A new class of nonpeptidic inhibitors of the Zn^II^‐dependent metalloprotease neprilysin with IC~50~ values in the nanomolar activity range (0.034–0.30 μM) were developed based on structure‐based de novo design (Figs. 1 and 2). The inhibitors feature benzimidazole and imidazo[4,5‐c]pyridine moieties as central scaffolds to undergo H‐bonding to Asn542 and Arg717 and to engage in favorable π‐π stacking interactions with the imidazole ring of His711. The platform is decorated with a thiol vector to coordinate to the Zn^II^ ion and an aryl residue to occupy the hydrophobic S1′ pocket, but lack a substituent for binding in the S2′ pocket, which remains closed by the side chains of Phe106 and Arg110 when not occupied.

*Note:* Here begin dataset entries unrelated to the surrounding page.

use std::{
    fs,
    path::{Path, PathBuf},
};

use anyhow::{ensure, Context, Result};
use serde::Deserialize;

use crate::{
    agents::Profession, buildings::BuildingKind, config::GameConfig, grid::Position, world::World,
};

fn default_dt() -> f32 {
    0.1
}

fn default_snapshot_interval_ticks() -> u64 {
    100
}

fn default_profession() -> Profession {
    Profession::Unassigned
}

#[derive(Debug, Clone, Deserialize)]
pub struct Scenario {
    pub name: String,
    pub description: Option<String>,
    pub seed: u64,
    /// Game units per tick.
    #[serde(default = "default_dt")]
    pub dt: f32,
    #[serde(default)]
    pub ticks: Option<u64>,
    #[serde(default = "default_snapshot_interval_ticks")]
    pub snapshot_interval_ticks: u64,
    #[serde(default)]
    pub config: GameConfig,
    #[serde(default)]
    pub buildings: Vec<ScenarioBuilding>,
    #[serde(default)]
    pub residents: Vec<ScenarioResident>,
}

#[derive(Debug, Clone, Deserialize)]
pub struct ScenarioBuilding {
    pub kind: BuildingKind,
    pub x: i32,
    pub z: i32,
    #[serde(default)]
    pub complete: bool,
}

#[derive(Debug, Clone, Deserialize)]
pub struct ScenarioResident {
    #[serde(default)]
    pub name: Option<String>,
    #[serde(default = "default_profession")]
    pub profession: Profession,
    /// Spawned near the map center when omitted.
    #[serde(default)]
    pub position: Option<Position>,
}

pub struct ScenarioLoader {
    base_dir: PathBuf,
}

impl ScenarioLoader {
    pub fn new(base_dir: impl AsRef<Path>) -> Self {
        Self {
            base_dir: base_dir.as_ref().to_path_buf(),
        }
    }

    pub fn load(&self, file: impl AsRef<Path>) -> Result<Scenario> {
        let path = self.base_dir.join(file);
        let data = fs::read_to_string(&path)
            .with_context(|| format!("Failed to read scenario file {}", path.display()))?;
        let scenario: Scenario = serde_yaml::from_str(&data)
            .with_context(|| format!("Failed to parse {}", path.display()))?;
        Ok(scenario)
    }
}

impl Scenario {
    /// Generates the map and lays out the starting village. Starter sites are
    /// cleared of forest so the layout always fits.
    pub fn build_world(&self) -> Result<World> {
        let mut world = World::new(self.config.clone(), self.seed, self.dt);

        for entry in &self.buildings {
            world.prepare_site(entry.kind, entry.x, entry.z);
            let id = world
                .place_building(entry.kind, entry.x, entry.z)
                .with_context(|| {
                    format!(
                        "Scenario '{}' cannot place {} at ({}, {})",
                        self.name, entry.kind, entry.x, entry.z
                    )
                })?;
            if entry.complete {
                world.complete_building(id);
            }
        }

        for (index, entry) in self.residents.iter().enumerate() {
            ensure!(
                world.ledger.has_room(),
                "Scenario '{}' lists more residents than the population cap of {}",
                self.name,
                world.ledger.population_cap
            );
            let position = match entry.position {
                Some(position) => position,
                None => world.spawn_position(),
            };
            let name = entry
                .name
                .clone()
                .unwrap_or_else(|| format!("Resident {}", index + 1));
            world.create_resident(name, entry.profession, position);
        }

        Ok(world)
    }

    pub fn ticks(&self, override_ticks: Option<u64>) -> u64 {
        override_ticks.or(self.ticks).unwrap_or(600)
    }
}

#[cfg(test)]
mod tests {
    use super::*;

    const YAML: &str = r#"
name: tiny
seed: 4
config:
  map:
    size: 16
buildings:
  - kind: barn
    x: 10
    z: 10
    complete: true
  - kind: farm
    x: 12
    z: 12
residents:
  - profession: farmer
    position: { x: 8.0, z: 8.0 }
  - name: Hana
"#;

    #[test]
    fn builds_the_listed_village() {
        let scenario: Scenario = serde_yaml::from_str(YAML).unwrap();
        let world = scenario.build_world().unwrap();

        assert_eq!(world.grid.size(), 16);
        assert_eq!(world.buildings.len(), 2);
        assert_eq!(world.buildings.values().filter(|b| b.complete).count(), 1);
        assert_eq!(world.agents.len(), 2);
        let names: Vec<&str> = world.agents.values().map(|a| a.name.as_str()).collect();
        assert_eq!(names, vec!["Resident 1", "Hana"]);
        assert!(world.audit().is_empty());
        assert_eq!(scenario.ticks(None), 600);
        assert_eq!(scenario.dt, 0.1);
    }

    #[test]
    fn rejects_more_residents_than_the_cap() {
        let yaml = "name: crowded\nseed: 1\nconfig:\n  ledger:\n    population_cap: 1\nresidents:\n  - {}\n  - {}\n";
        let scenario: Scenario = serde_yaml::from_str(yaml).unwrap();
        assert!(scenario.build_world().is_err());
    }
}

The enantioselective syntheses of the active compounds (+)‐1, (+)‐2, (+)‐25, and (+)‐26 were accomplished using Evans auxiliaries (Schemes 2, 4, and 5). The inhibitors (+)‐2 and (+)‐26 with an imidazo[4,5‐c]pyridine core are ca. 8 times more active than those with a benzimidazole core ((+)‐1 and (+)‐25) (Table 1). The predicted binding mode was established by X‐ray analysis of the complex of neprilysin with (+)‐2 at 2.25‐Å resolution (Fig. 4 and Table 2). The ligand coordinates with its sulfanyl residue to the Zn^II^ ion, and the benzyl residue occupies the S1′ pocket. The 1__H__‐imidazole moiety of the central scaffold forms the required H‐bonds to the side chains of Asn542 and Arg717. The heterobicyclic platform additionally undergoes π‐π stacking with the side chain of His711 as well as edge‐to‐face‐type interactions with the side chain of Trp693. According to the X‐ray analysis, the substantial advantage in biological activity of the imidazo‐pyridine inhibitors over the benzimidazole ligands arises from favorable interactions of the pyridine N‐atom in the former with the side chain of Arg102. Unexpectedly, replacement of the phenyl group pointing into the deep S1′ pocket by a biphenyl group does not enhance the binding affinity for this class of inhibitors.